Let's look at the other two legs of my iron triangle -- 1) Dan Patrick and 2) border baby haters. Lieutenant governor candidate Patrick has been going around the state beating a big drum about what he calls the "illegal invasion" of Texas at the border, making him a political type we haven't seen in Texas yet exactly -- the "anti-immigration pied piper" as one observer put it recently. Think of immigrant-bashing Republicans elsewhere -- Arizona Governor Jan Brewer or Maricopa County (Arizona) Sheriff Joe Arpaio. So far, for whatever reason, we haven't really had one of those, if you don't count random bucolic sightings of Tony Tinderholt or the occasional disturbing jack-in-the-box appearance by Steve Stockman.
Those guys are small fry, Tinderholt a mere candidate for the state House and Stockman a congressman from a Tea Party district. Dan Patrick is the man. He's the guy the Texas Republican Party would have us have for lieutenant governor -- their standard-bearer.
The other leg, the border baby haters, is so obvious I shouldn't have to elaborate. Once you hate kids, there's no stopping you. In the past our Republican governor, Rick Perry, has not been an anti-immigration pied piper, really, but he has been getting closer to it recently in some of his baby-hater talk. Perry believes President Obama has a secret mechanism for controlling the behavior of the children of Central America. Perry borrows on the one hand from state Senator Debbie Riddles' 2010 "terror babies" narrative and on the other from "The Pied Piper of Hamelin," a tale from the Brothers Grimm.
Assuming that people are stupid tends to piss them off and stir them up. Hate to say it, but in this case that's a good thing. The game with Hispanic voters is all about motivation. Nationally, more qualified Hispanic voters do not vote than vote, according to Pew Research. In Texas, Hispanic turnout is way worse than it is nationally -- 39 percent in 2012 in Texas compared with 48 percent nationally for eligible Hispanic voters. While those Hispanics who do vote have been overwhelmingly supportive of President Obama, only 56 percent of qualified Hispanic voters in Texas self-identify as Democrats.

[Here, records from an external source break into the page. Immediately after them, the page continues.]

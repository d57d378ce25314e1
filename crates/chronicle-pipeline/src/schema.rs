//! Locked schema versions, drift detection and lockfiles.
//!
//! A [`SchemaRegistry`] holds immutable [`SchemaDefinition`]s keyed by
//! version id. Every check reports through [`SchemaError`], which carries the
//! complete structural diff and any value violations found in the sample.
//! Lockfiles are JSON renderings of the definitions; CI regenerates them from
//! the in-code definitions and compares, so drift fails the build.

use std::collections::BTreeMap;
use std::path::{Path, PathBuf};

use serde::{Deserialize, Serialize};

use chronicle_types::{
    ChronicleError, ColumnDef, Result, SchemaDrift, SchemaError, Table, Value, ValueViolation,
    Violation,
};

/// Rows inspected by value-level validation unless configured otherwise.
pub const DEFAULT_SAMPLE_CAP: usize = 100;

const LOCKFILE_SUFFIX: &str = ".lock.json";

#[derive(Debug, Clone, PartialEq, Eq, Serialize, Deserialize)]
pub struct SchemaDefinition {
    pub version: String,
    pub columns: Vec<ColumnDef>,
}

impl SchemaDefinition {
    pub fn column(&self, name: &str) -> Option<&ColumnDef> {
        self.columns.iter().find(|c| c.name == name)
    }

    pub fn column_names(&self) -> Vec<&str> {
        self.columns.iter().map(|c| c.name.as_str()).collect()
    }
}

// ---------------------------------------------------------------------------
// Diffing
// ---------------------------------------------------------------------------

/// Structural differences between `expected` and `candidate`. Column order
/// and allowed-value sets are not compared.
pub fn structural_diff(expected: &[ColumnDef], candidate: &[ColumnDef]) -> Vec<SchemaDrift> {
    let mut drift = Vec::new();
    for want in expected {
        match candidate.iter().find(|c| c.name == want.name) {
            None => drift.push(SchemaDrift::Missing {
                column: want.name.clone(),
                expected: want.data_type,
            }),
            Some(have) => {
                if have.data_type != want.data_type {
                    drift.push(SchemaDrift::TypeMismatch {
                        column: want.name.clone(),
                        expected: want.data_type,
                        actual: have.data_type,
                    });
                }
                if have.nullable != want.nullable {
                    drift.push(SchemaDrift::NullabilityMismatch {
                        column: want.name.clone(),
                        expected_nullable: want.nullable,
                        actual_nullable: have.nullable,
                    });
                }
            }
        }
    }
    for have in candidate {
        if !expected.iter().any(|c| c.name == have.name) {
            drift.push(SchemaDrift::Extra {
                column: have.name.clone(),
                actual: have.data_type,
            });
        }
    }
    drift
}

/// Full comparison of two definitions, including allowed-value sets.
fn definition_diff(expected: &[ColumnDef], actual: &[ColumnDef]) -> Vec<SchemaDrift> {
    let mut drift = structural_diff(expected, actual);
    for want in expected {
        if let Some(have) = actual.iter().find(|c| c.name == want.name) {
            if have.allowed != want.allowed {
                drift.push(SchemaDrift::AllowedValuesMismatch {
                    column: want.name.clone(),
                    expected: want.allowed.clone(),
                    actual: have.allowed.clone(),
                });
            }
        }
    }
    drift
}

// ---------------------------------------------------------------------------
// SchemaRegistry
// ---------------------------------------------------------------------------

/// Registry of locked schema versions. Constructed explicitly and shared by
/// reference; tests build isolated instances.
#[derive(Debug, Clone)]
pub struct SchemaRegistry {
    versions: BTreeMap<String, SchemaDefinition>,
    sample_cap: usize,
}

impl SchemaRegistry {
    pub fn new() -> Self {
        Self {
            versions: BTreeMap::new(),
            sample_cap: DEFAULT_SAMPLE_CAP,
        }
    }

    /// Cap on rows inspected by [`check`](Self::check).
    pub fn with_sample_cap(mut self, cap: usize) -> Self {
        self.sample_cap = cap;
        self
    }

    pub fn sample_cap(&self) -> usize {
        self.sample_cap
    }

    /// Register `version`. Re-registering identical content is a no-op;
    /// different content is rejected.
    pub fn define(&mut self, version: impl Into<String>, columns: Vec<ColumnDef>) -> Result<()> {
        let version = version.into();
        let definition = SchemaDefinition {
            version: version.clone(),
            columns,
        };
        if let Some(existing) = self.versions.get(&version) {
            if *existing == definition {
                return Ok(());
            }
            return Err(ChronicleError::DuplicateVersion { version });
        }
        let mut seen = std::collections::HashSet::new();
        if let Some(dup) = definition.columns.iter().find(|c| !seen.insert(c.name.as_str())) {
            return Err(ChronicleError::InvalidTable(format!(
                "schema '{version}' declares column '{}' twice",
                dup.name
            )));
        }
        tracing::debug!(version = %version, columns = definition.columns.len(), "Schema version defined");
        self.versions.insert(version, definition);
        Ok(())
    }

    pub fn get(&self, version: &str) -> Result<&SchemaDefinition> {
        self.versions
            .get(version)
            .ok_or_else(|| ChronicleError::NotFound {
                kind: "schema version",
                name: version.to_string(),
            })
    }

    pub fn has(&self, version: &str) -> bool {
        self.versions.contains_key(version)
    }

    /// Registered version ids, sorted.
    pub fn versions(&self) -> Vec<&str> {
        self.versions.keys().map(String::as_str).collect()
    }

    /// Structural drift of `candidate` against `version`. Empty means conformant.
    pub fn diff(&self, version: &str, candidate: &[ColumnDef]) -> Result<Vec<SchemaDrift>> {
        let definition = self.get(version)?;
        Ok(structural_diff(&definition.columns, candidate))
    }

    /// Structural check followed by value checks on at most `cap` rows.
    pub fn validate(&self, version: &str, table: &Table, cap: usize) -> Result<()> {
        let definition = self.get(version)?;
        let drift = structural_diff(&definition.columns, table.columns());
        if !drift.is_empty() {
            return Err(SchemaError {
                drift,
                ..SchemaError::new(version)
            }
            .into());
        }

        let violations = value_violations(definition, table, cap);
        if violations.is_empty() {
            Ok(())
        } else {
            Err(SchemaError {
                violations,
                ..SchemaError::new(version)
            }
            .into())
        }
    }

    /// [`validate`](Self::validate) with the registry's configured sample cap.
    pub fn check(&self, version: &str, table: &Table) -> Result<()> {
        self.validate(version, table, self.sample_cap)
    }

    // -- Lockfiles ----------------------------------------------------------

    /// Machine-checkable JSON rendering of `version`.
    pub fn lockfile(&self, version: &str) -> Result<String> {
        let definition = self.get(version)?;
        let mut rendered = serde_json::to_string_pretty(definition)?;
        rendered.push('\n');
        Ok(rendered)
    }

    pub fn lockfile_path(dir: &Path, version: &str) -> PathBuf {
        dir.join(format!("{version}{LOCKFILE_SUFFIX}"))
    }

    /// Regenerate every lockfile under `dir`.
    pub fn write_lockfiles(&self, dir: &Path) -> Result<Vec<PathBuf>> {
        std::fs::create_dir_all(dir)?;
        let mut written = Vec::new();
        for version in self.versions.keys() {
            let path = Self::lockfile_path(dir, version);
            std::fs::write(&path, self.lockfile(version)?)?;
            tracing::info!(path = %path.display(), "Lockfile written");
            written.push(path);
        }
        Ok(written)
    }

    /// Compare one checked-in lockfile with the in-code definition.
    pub fn check_lockfile(&self, path: &Path) -> Result<()> {
        let data = std::fs::read_to_string(path)?;
        let locked: SchemaDefinition = serde_json::from_str(&data)?;
        let canonical = self.get(&locked.version)?;
        let drift = definition_diff(&canonical.columns, &locked.columns);
        if drift.is_empty() {
            return Ok(());
        }
        Err(SchemaError {
            drift,
            ..SchemaError::new(locked.version)
        }
        .into())
    }

    /// Check every registered version has a matching lockfile in `dir` and
    /// that `dir` holds no lockfile for an unknown version. Returns the
    /// number of lockfiles checked.
    pub fn check_lockfiles(&self, dir: &Path) -> Result<usize> {
        for version in self.versions.keys() {
            let path = Self::lockfile_path(dir, version);
            if !path.exists() {
                return Err(ChronicleError::NotFound {
                    kind: "lockfile",
                    name: path.display().to_string(),
                });
            }
            self.check_lockfile(&path)?;
        }
        for entry in std::fs::read_dir(dir)? {
            let name = entry?.file_name().to_string_lossy().into_owned();
            if let Some(version) = name.strip_suffix(LOCKFILE_SUFFIX) {
                self.get(version)?;
            }
        }
        Ok(self.versions.len())
    }
}

impl Default for SchemaRegistry {
    fn default() -> Self {
        Self::new()
    }
}

fn value_violations(definition: &SchemaDefinition, table: &Table, cap: usize) -> Vec<ValueViolation> {
    let positions: Vec<(usize, &ColumnDef)> = definition
        .columns
        .iter()
        .filter_map(|col| table.column_index(&col.name).map(|idx| (idx, col)))
        .collect();

    let mut violations = Vec::new();
    for (row_idx, row) in table.rows().iter().take(cap).enumerate() {
        for &(idx, col) in &positions {
            let value = &row[idx];
            let violation = match value.data_type() {
                None if !col.nullable => Some(Violation::NullInRequired),
                None => None,
                Some(actual) if actual != col.data_type => Some(Violation::WrongType {
                    expected: col.data_type,
                    actual,
                }),
                Some(_) => match (&col.allowed, value) {
                    (Some(allowed), Value::Utf8(s)) if !allowed.iter().any(|a| a == s) => {
                        Some(Violation::NotAllowed { value: s.clone() })
                    }
                    _ => None,
                },
            };
            if let Some(violation) = violation {
                violations.push(ValueViolation {
                    row: row_idx,
                    column: col.name.clone(),
                    violation,
                });
            }
        }
    }
    violations
}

That's wobbly. Sylvia Manzano, a principal at Latino Decisions, an opinion research company, told the Texas Tribune last February that Hispanic voters in Texas could still tilt either way. "It's a matter of come and take it," she said.

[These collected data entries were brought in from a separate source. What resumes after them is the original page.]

// ---------------------------------------------------------------------------
// DataType / Value
// ---------------------------------------------------------------------------

#[derive(Debug, Clone, Copy, PartialEq, Eq, Hash, Serialize, Deserialize)]
#[serde(rename_all = "snake_case")]
pub enum DataType {
    Utf8,
    Int64,
    Float64,
    Boolean,
    Timestamp,
    Json,
    Uuid,
}

impl DataType {
    pub fn as_str(&self) -> &'static str {
        match self {
            DataType::Utf8 => "utf8",
            DataType::Int64 => "int64",
            DataType::Float64 => "float64",
            DataType::Boolean => "boolean",
            DataType::Timestamp => "timestamp",
            DataType::Json => "json",
            DataType::Uuid => "uuid",
        }
    }
}

impl fmt::Display for DataType {
    fn fmt(&self, f: &mut fmt::Formatter<'_>) -> fmt::Result {
        f.write_str(self.as_str())
    }
}

/// A single cell.
#[derive(Debug, Clone, PartialEq)]
pub enum Value {
    Null,
    Utf8(String),
    Int64(i64),
    Float64(f64),
    Boolean(bool),
    Timestamp(DateTime<Utc>),
    Json(serde_json::Value),
    Uuid(Uuid),
}

impl Value {
    /// The type of a non-null value.
    pub fn data_type(&self) -> Option<DataType> {
        match self {
            Value::Null => None,
            Value::Utf8(_) => Some(DataType::Utf8),
            Value::Int64(_) => Some(DataType::Int64),
            Value::Float64(_) => Some(DataType::Float64),
            Value::Boolean(_) => Some(DataType::Boolean),
            Value::Timestamp(_) => Some(DataType::Timestamp),
            Value::Json(_) => Some(DataType::Json),
            Value::Uuid(_) => Some(DataType::Uuid),
        }
    }

    pub fn is_null(&self) -> bool {
        matches!(self, Value::Null)
    }

    pub fn as_str(&self) -> Option<&str> {
        match self {
            Value::Utf8(s) => Some(s),
            _ => None,
        }
    }

    pub fn as_i64(&self) -> Option<i64> {
        match self {
            Value::Int64(v) => Some(*v),
            _ => None,
        }
    }

    pub fn as_timestamp(&self) -> Option<DateTime<Utc>> {
        match self {
            Value::Timestamp(ts) => Some(*ts),
            _ => None,
        }
    }

    pub fn as_uuid(&self) -> Option<Uuid> {
        match self {
            Value::Uuid(id) => Some(*id),
            _ => None,
        }
    }

    /// Convert a JSON value into a cell of the given type. JSON `null` is
    /// accepted for every type; nullability is a schema concern.
    pub fn from_json(json: &serde_json::Value, data_type: DataType) -> std::result::Result<Value, String> {
        if json.is_null() {
            return Ok(Value::Null);
        }
        let mismatch = || format!("expected {data_type}, got {json}");
        match data_type {
            DataType::Utf8 => json
                .as_str()
                .map(|s| Value::Utf8(s.to_string()))
                .ok_or_else(mismatch),
            DataType::Int64 => json.as_i64().map(Value::Int64).ok_or_else(mismatch),
            DataType::Float64 => json.as_f64().map(Value::Float64).ok_or_else(mismatch),
            DataType::Boolean => json.as_bool().map(Value::Boolean).ok_or_else(mismatch),
            DataType::Timestamp => {
                let raw = json.as_str().ok_or_else(mismatch)?;
                let parsed = DateTime::parse_from_rfc3339(raw)
                    .map_err(|e| format!("invalid timestamp '{raw}': {e}"))?;
                Ok(Value::Timestamp(truncate_to_micros(parsed.with_timezone(&Utc))))
            }
            DataType::Json => Ok(Value::Json(json.clone())),
            DataType::Uuid => {
                let raw = json.as_str().ok_or_else(mismatch)?;
                Uuid::parse_str(raw)
                    .map(Value::Uuid)
                    .map_err(|e| format!("invalid uuid '{raw}': {e}"))
            }
        }
    }

    pub fn to_json(&self) -> serde_json::Value {
        match self {
            Value::Null => serde_json::Value::Null,
            Value::Utf8(s) => serde_json::Value::String(s.clone()),
            Value::Int64(v) => serde_json::json!(v),
            Value::Float64(v) => serde_json::json!(v),
            Value::Boolean(v) => serde_json::Value::Bool(*v),
            Value::Timestamp(ts) => {
                serde_json::Value::String(ts.to_rfc3339_opts(SecondsFormat::AutoSi, true))
            }
            Value::Json(v) => v.clone(),
            Value::Uuid(id) => serde_json::Value::String(id.to_string()),
        }
    }
}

So back to my triangle: 1) Dan ("Illegal Invasion!") Patrick for lieutenant governor; 2) border baby haters; and 3) the San Antonio trial ("Yes, they did too try to keep non-whites from voting"). I think that about tilts it.
This isn't just identity politics. By clearly conveying the underlying racism of the Tea-publican mentality, my iron triangle of elements gives all of us the key to understanding the anti-government radicalism of the far right. This is a generation of white folks who were only too happy to accept almost-free state university tuition, not to mention Medicare, Social Security, prescription subsidies -- oh, the list goes on forever -- back when they thought the country was all about white people. They only turned anarchist when they turned on their TVs and found out the first family was black.
Race is not at the bottom of everything. The exciting news about our state and nation is the number of families, white, black and Latino, who have transcended race for the most part since 1965. Nor is it fair to paint the Republican Party generally as racist. Republicans have as good a history on civil rights as Democrats. George W. Bush was an immigration reformer, not a baby hater.
But race is very much at the bottom of the Tea-publican phenomenon. Watch the comments today. The first thing the Teapers will say is, "What race? Never heard of it." Yeah, sure. Watch that trial. Hope for a good show. We might make it after all.